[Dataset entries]
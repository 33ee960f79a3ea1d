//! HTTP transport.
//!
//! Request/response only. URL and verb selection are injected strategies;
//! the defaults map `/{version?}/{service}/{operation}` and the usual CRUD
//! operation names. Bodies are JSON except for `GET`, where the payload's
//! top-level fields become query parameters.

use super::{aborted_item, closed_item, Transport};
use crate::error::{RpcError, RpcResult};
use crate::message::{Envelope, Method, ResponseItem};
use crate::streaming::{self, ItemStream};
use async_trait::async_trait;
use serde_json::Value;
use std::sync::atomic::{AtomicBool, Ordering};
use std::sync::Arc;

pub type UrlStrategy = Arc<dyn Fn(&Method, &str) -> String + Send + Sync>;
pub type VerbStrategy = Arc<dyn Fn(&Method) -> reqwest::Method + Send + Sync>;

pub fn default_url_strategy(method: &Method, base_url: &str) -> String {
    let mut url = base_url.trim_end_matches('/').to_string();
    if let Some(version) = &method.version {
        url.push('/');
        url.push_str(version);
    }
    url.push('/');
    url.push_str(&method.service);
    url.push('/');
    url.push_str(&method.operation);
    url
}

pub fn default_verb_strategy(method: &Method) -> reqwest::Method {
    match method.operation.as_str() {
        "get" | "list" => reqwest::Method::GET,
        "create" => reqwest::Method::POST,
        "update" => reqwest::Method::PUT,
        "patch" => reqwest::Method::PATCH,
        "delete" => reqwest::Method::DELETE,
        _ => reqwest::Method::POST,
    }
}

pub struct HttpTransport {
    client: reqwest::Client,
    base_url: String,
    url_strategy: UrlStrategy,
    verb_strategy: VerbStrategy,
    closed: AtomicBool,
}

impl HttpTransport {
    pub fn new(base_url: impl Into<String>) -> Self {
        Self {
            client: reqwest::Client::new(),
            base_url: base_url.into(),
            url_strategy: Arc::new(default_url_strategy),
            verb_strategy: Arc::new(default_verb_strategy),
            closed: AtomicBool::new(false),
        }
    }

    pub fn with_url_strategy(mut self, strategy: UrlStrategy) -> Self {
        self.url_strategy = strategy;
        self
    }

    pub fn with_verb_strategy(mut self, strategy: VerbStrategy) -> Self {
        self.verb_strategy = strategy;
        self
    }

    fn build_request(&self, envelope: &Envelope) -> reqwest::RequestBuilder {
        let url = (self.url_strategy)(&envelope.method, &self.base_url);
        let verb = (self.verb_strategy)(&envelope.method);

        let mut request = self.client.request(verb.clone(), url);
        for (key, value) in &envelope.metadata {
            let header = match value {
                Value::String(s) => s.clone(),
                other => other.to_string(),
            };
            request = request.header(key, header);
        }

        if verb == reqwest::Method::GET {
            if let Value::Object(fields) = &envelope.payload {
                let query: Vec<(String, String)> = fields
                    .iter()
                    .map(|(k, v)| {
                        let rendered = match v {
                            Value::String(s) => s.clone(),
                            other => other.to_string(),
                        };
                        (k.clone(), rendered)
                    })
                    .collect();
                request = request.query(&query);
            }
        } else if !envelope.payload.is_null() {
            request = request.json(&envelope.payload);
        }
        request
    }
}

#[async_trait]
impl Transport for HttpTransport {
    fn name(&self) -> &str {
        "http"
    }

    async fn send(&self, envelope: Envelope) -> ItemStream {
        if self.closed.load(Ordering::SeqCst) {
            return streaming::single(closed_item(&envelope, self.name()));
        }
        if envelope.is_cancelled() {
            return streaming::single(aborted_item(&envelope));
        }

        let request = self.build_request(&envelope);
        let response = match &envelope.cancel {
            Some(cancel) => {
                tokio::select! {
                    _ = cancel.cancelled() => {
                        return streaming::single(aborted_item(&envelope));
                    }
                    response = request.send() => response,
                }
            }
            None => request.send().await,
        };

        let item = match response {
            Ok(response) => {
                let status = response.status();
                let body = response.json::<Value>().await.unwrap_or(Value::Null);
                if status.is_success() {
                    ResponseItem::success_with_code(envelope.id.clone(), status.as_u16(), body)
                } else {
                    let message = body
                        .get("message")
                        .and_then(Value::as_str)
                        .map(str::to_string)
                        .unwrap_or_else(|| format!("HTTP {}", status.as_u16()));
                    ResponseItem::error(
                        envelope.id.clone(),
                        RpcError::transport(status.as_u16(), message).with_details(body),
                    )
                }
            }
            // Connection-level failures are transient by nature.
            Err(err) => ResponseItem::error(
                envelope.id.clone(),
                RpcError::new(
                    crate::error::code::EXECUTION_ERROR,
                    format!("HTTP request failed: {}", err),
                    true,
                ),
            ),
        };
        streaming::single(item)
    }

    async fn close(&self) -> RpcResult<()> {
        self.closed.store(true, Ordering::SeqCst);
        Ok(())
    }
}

* * *

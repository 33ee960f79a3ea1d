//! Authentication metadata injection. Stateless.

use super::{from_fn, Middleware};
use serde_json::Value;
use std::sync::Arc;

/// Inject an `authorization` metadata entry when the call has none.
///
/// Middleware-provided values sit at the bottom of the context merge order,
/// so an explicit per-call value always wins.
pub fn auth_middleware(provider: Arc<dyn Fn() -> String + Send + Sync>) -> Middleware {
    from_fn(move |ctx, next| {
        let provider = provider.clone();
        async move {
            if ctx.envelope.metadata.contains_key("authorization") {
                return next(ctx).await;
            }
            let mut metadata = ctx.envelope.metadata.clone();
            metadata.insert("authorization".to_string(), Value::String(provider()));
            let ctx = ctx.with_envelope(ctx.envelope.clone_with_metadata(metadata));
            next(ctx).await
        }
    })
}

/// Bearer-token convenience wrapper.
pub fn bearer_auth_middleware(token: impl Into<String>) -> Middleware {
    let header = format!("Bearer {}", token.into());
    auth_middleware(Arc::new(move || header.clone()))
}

--

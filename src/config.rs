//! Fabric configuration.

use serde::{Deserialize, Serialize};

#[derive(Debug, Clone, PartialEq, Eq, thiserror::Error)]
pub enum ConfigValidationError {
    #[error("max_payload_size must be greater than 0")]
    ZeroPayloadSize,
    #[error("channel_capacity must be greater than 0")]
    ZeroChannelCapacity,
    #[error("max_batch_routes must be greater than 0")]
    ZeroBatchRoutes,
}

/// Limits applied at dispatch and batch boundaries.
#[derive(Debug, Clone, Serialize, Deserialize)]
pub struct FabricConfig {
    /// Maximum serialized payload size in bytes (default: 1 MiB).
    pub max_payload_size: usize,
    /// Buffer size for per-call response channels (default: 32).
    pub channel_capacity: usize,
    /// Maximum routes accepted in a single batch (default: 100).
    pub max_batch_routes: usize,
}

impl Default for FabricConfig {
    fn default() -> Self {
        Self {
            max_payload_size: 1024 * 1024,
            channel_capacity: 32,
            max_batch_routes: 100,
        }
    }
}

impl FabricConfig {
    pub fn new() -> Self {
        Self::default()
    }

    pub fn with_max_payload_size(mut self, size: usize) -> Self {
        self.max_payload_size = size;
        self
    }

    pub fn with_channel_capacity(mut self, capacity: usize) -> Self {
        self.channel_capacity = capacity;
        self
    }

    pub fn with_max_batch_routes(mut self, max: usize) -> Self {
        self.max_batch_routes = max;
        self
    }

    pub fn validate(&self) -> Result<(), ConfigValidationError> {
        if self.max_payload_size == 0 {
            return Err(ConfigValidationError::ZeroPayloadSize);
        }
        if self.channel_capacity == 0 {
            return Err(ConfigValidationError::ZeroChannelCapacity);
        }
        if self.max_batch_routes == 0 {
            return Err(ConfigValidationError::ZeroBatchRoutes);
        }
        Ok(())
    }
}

= AIM OF THE EXERCISE =
The lines of the records that contain the string "token" should be located and copied.

= YOUR RESPONSE =
/// Bearer-token convenience wrapper.
pub fn bearer_auth_middleware(token: impl Into<String>) -> Middleware {
    let header = format!("Bearer {}", token.into());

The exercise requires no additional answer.